The suggestion that he and the rest of the country would have a lot of work to keep its prestigious role in the wake of President Donald Trump’s four years in office.
It’s unclear when their conversation took place.
But the president did have a virtual face-to-face with (Taoiseach) Prime Minister Micheál Martin back on March 17, which was St. Patrick’s Day.
On that day Biden was in good spirits, even cracking jokes like, “My American friends would say, ‘The American Irish think they’re more Irish than the Irish.’”
In the public portion of the meet, Prime Minister Martin seemed very auspicious about the partnership and America’s recovery.
“Mr. President, the world has rightly taken great heart from the steps you have already taken to bring the US back to center stage on global health, on climate and on human rights.
“We want to work with you to promote our shared values and interests in the world, including at the United Nations Security Council on which we are, as you said, currently serving.”

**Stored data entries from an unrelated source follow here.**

use crate::{input::Key, InputSnapshot, Rgb};

pub const DEFAULT_STEP: u8 = 32;

/// Tint and alpha chosen by the player, applied at draw time.
#[derive(Debug, Clone, Copy, PartialEq, Eq, Hash)]
pub struct Modulation {
    pub r: u8,
    pub g: u8,
    pub b: u8,
    pub a: u8,
}

impl Modulation {
    pub const IDENTITY: Self = Self::new(255, 255, 255, 255);

    pub const fn new(r: u8, g: u8, b: u8, a: u8) -> Self {
        Self { r, g, b, a }
    }

    pub fn tint(&self) -> Rgb {
        Rgb::new(self.r, self.g, self.b)
    }

    pub fn alpha(&self) -> u8 {
        self.a
    }
}

impl Default for Modulation {
    fn default() -> Self {
        Self::IDENTITY
    }
}

/// Keys that raise and lower one channel.
#[derive(Debug, Clone, Copy, PartialEq, Eq)]
pub struct ChannelKeys {
    pub increase: Key,
    pub decrease: Key,
}

impl ChannelKeys {
    pub const fn new(increase: Key, decrease: Key) -> Self {
        Self { increase, decrease }
    }
}

#[derive(Debug, Clone, Copy, PartialEq, Eq)]
pub struct RampBindings {
    pub red: ChannelKeys,
    pub green: ChannelKeys,
    pub blue: ChannelKeys,
    pub alpha: ChannelKeys,
}

impl Default for RampBindings {
    fn default() -> Self {
        Self {
            red: ChannelKeys::new(Key::Q, Key::A),
            green: ChannelKeys::new(Key::W, Key::S),
            blue: ChannelKeys::new(Key::E, Key::D),
            alpha: ChannelKeys::new(Key::R, Key::F),
        }
    }
}

/// Steps each channel up or down on a key press edge, saturating at 0 and
/// 255. Q/A ramp red, W/S green, E/D blue and R/F alpha.
pub fn select_frame(previous: Modulation, input: &InputSnapshot, step: u8) -> Modulation {
    select_frame_with(previous, input, &RampBindings::default(), step)
}

pub fn select_frame_with(
    previous: Modulation,
    input: &InputSnapshot,
    bindings: &RampBindings,
    step: u8,
) -> Modulation {
    let ramp = |value: u8, keys: &ChannelKeys| {
        let mut value = value;
        if input.key_pressed(keys.increase) {
            value = value.saturating_add(step);
        }
        if input.key_pressed(keys.decrease) {
            value = value.saturating_sub(step);
        }
        value
    };

    Modulation {
        r: ramp(previous.r, &bindings.red),
        g: ramp(previous.g, &bindings.green),
        b: ramp(previous.b, &bindings.blue),
        a: ramp(previous.a, &bindings.alpha),
    }
}

#[derive(Debug, Clone, Copy, PartialEq, Eq, Hash)]
pub enum Direction {
    Up,
    Down,
    Left,
    Right,
}

/// The arrow pressed this frame. Up wins over Down, Down over Left, Left over
/// Right.
pub fn select_direction(input: &InputSnapshot) -> Option<Direction> {
    [
        (Key::Up, Direction::Up),
        (Key::Down, Direction::Down),
        (Key::Left, Direction::Left),
        (Key::Right, Direction::Right),
    ]
    .into_iter()
    .find(|(key, _)| input.key_pressed(*key))
    .map(|(_, direction)| direction)
}

/// Moves through `len` frames with Right and Left, wrapping at either end.
pub fn cycle_frame(current: usize, len: usize, input: &InputSnapshot) -> usize {
    if len == 0 {
        return 0;
    }

    let current = current % len;
    let forward = input.key_pressed(Key::Right);
    let back = input.key_pressed(Key::Left);

    match (forward, back) {
        (true, false) => (current + 1) % len,
        (false, true) => (current + len - 1) % len,
        _ => current,
    }
}
use std::{
    path::{Path, PathBuf},
    sync::Arc,
    time::Instant,
};

use log::{debug, info};
use winit::{
    event::{Event, WindowEvent},
    event_loop::ControlFlow,
};

use crate::{os, Color, Game, GpuRenderer, InputState, PixelResult, RenderBackend};

#[derive(Debug, Clone, PartialEq)]
pub struct AppConfig {
    pub title: String,
    /// Window size in physical pixels, matching draw coordinates.
    pub width: u32,
    pub height: u32,
    pub vsync: bool,
    pub resizable: bool,
    pub clear_color: Color,
    /// Relative asset names resolve against this directory.
    pub asset_dir: PathBuf,
}

impl Default for AppConfig {
    fn default() -> Self {
        Self {
            title: "pixel".to_string(),
            width: 640,
            height: 480,
            vsync: true,
            resizable: false,
            clear_color: Color::WHITE,
            asset_dir: PathBuf::from("assets"),
        }
    }
}

impl AppConfig {
    pub fn with_title(self, title: impl Into<String>) -> Self {
        Self {
            title: title.into(),
            ..self
        }
    }

    pub fn with_size(self, width: u32, height: u32) -> Self {
        Self {
            width,
            height,
            ..self
        }
    }

    pub fn with_vsync(self, vsync: bool) -> Self {
        Self { vsync, ..self }
    }

    pub fn with_resizable(self, resizable: bool) -> Self {
        Self { resizable, ..self }
    }

    pub fn with_clear_color(self, clear_color: Color) -> Self {
        Self {
            clear_color,
            ..self
        }
    }

    pub fn with_asset_dir(self, asset_dir: impl Into<PathBuf>) -> Self {
        Self {
            asset_dir: asset_dir.into(),
            ..self
        }
    }

    pub fn asset_path(&self, name: impl AsRef<Path>) -> PathBuf {
        self.asset_dir.join(name)
    }
}

/// Everything a game can reach while the application runs.
pub struct Context {
    config: AppConfig,
    renderer: GpuRenderer,
    clear_color: Color,
    exit: bool,
}

impl Context {
    pub fn config(&self) -> &AppConfig {
        &self.config
    }

    pub fn renderer(&mut self) -> &mut GpuRenderer {
        &mut self.renderer
    }

    pub fn asset_path(&self, name: impl AsRef<Path>) -> PathBuf {
        self.config.asset_path(name)
    }

    /// Backbuffer size in physical pixels.
    pub fn size(&self) -> (u32, u32) {
        self.renderer.size()
    }

    pub fn set_clear_color(&mut self, color: Color) {
        self.clear_color = color;
    }

    pub fn set_title(&self, title: &str) {
        self.renderer.window().set_title(title);
    }

    pub fn exit(&mut self) {
        self.exit = true;
    }

    fn should_exit(&self) -> bool {
        self.exit
    }
}

pub(crate) fn run<G: Game>(config: AppConfig) -> PixelResult {
    let el = os::create_event_loop()?;
    let window = Arc::new(os::create_window(&config, &el)?);
    let renderer = GpuRenderer::new(window.clone(), config.vsync)?;
    info!("created window {:?} ({}x{})", config.title, config.width, config.height);

    let mut ctx = Context {
        clear_color: config.clear_color,
        config,
        renderer,
        exit: false,
    };

    let mut game = G::on_start(&mut ctx)?;
    let mut input = InputState::new();
    let mut last_frame = Instant::now();

    os::run(el, |event, elwt| {
        elwt.set_control_flow(ControlFlow::Poll);

        match event {
            Event::Resumed => window.set_visible(true),

            Event::WindowEvent { event, window_id } if window_id == window.id() => {
                if input.handle_window_event(&event) {
                    return Ok(());
                }

                match event {
                    WindowEvent::CloseRequested => game.on_exit_requested(&mut ctx),

                    WindowEvent::Resized(size) => ctx.renderer.resize(size.width, size.height),

                    WindowEvent::RedrawRequested => {
                        let now = Instant::now();
                        let dt = now - last_frame;
                        last_frame = now;

                        let snapshot = input.snapshot();
                        game.on_update(&mut ctx, &snapshot, dt);

                        let clear_color = ctx.clear_color;
                        ctx.renderer.clear(clear_color);
                        game.on_render(&mut ctx);
                        ctx.renderer.present()?;
                    }

                    _ => {}
                }
            }

            Event::AboutToWait => window.request_redraw(),

            _ => {}
        }

        if ctx.should_exit() {
            debug!("exit requested");
            elwt.exit();
        }

        Ok(())
    })?;

    info!("shut down");

    Ok(())
}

Marin also expressed his interest to make a personal visit to the US.
“I also hope it will not be long before I can visit the United States again,” he said in the meeting.
There doesn’t appear to be any specific mention of dimming of faith or a turn toward China as a result of the pandemic’s grips on the US.
Martin’s office did not offer an official comment on the matter on Friday, according to the Irish Times.
In the Times interview, Biden reflected on how his Irish heritage is helping him guide the country toward a promising page-turn post-pandemic.
“I think the Irish most often use the world ‘dignity’ of any other group of people,” he said.
“I think it’s because when you’ve been deprived of dignity you put a high, high premium on it.” In the white ethnic hierarchies of midcentury America, “To be Irish was to be second class,” Biden recalls. “The English owned the town.”
Biden’s Irish roots can be traced back to the Blewitts from County Mayo and the Finnegan family from County Louth in Ireland. <<>>
As far as the contrasts of holding the Commander-in-Chief position compared to when he served under his predecessor former President Barack Obama, Biden admitted the stakes of his decisions have critical consequences.
“I think circumstances have changed drastically. We’re at a genuine inflection point in history,” he said.
The president noted that the country is experiencing a “Fourth Industrial Revolution.”
This is all-encompassing from the technology’s ubiquitousness, China’s power flex and more countries vying for global superiority.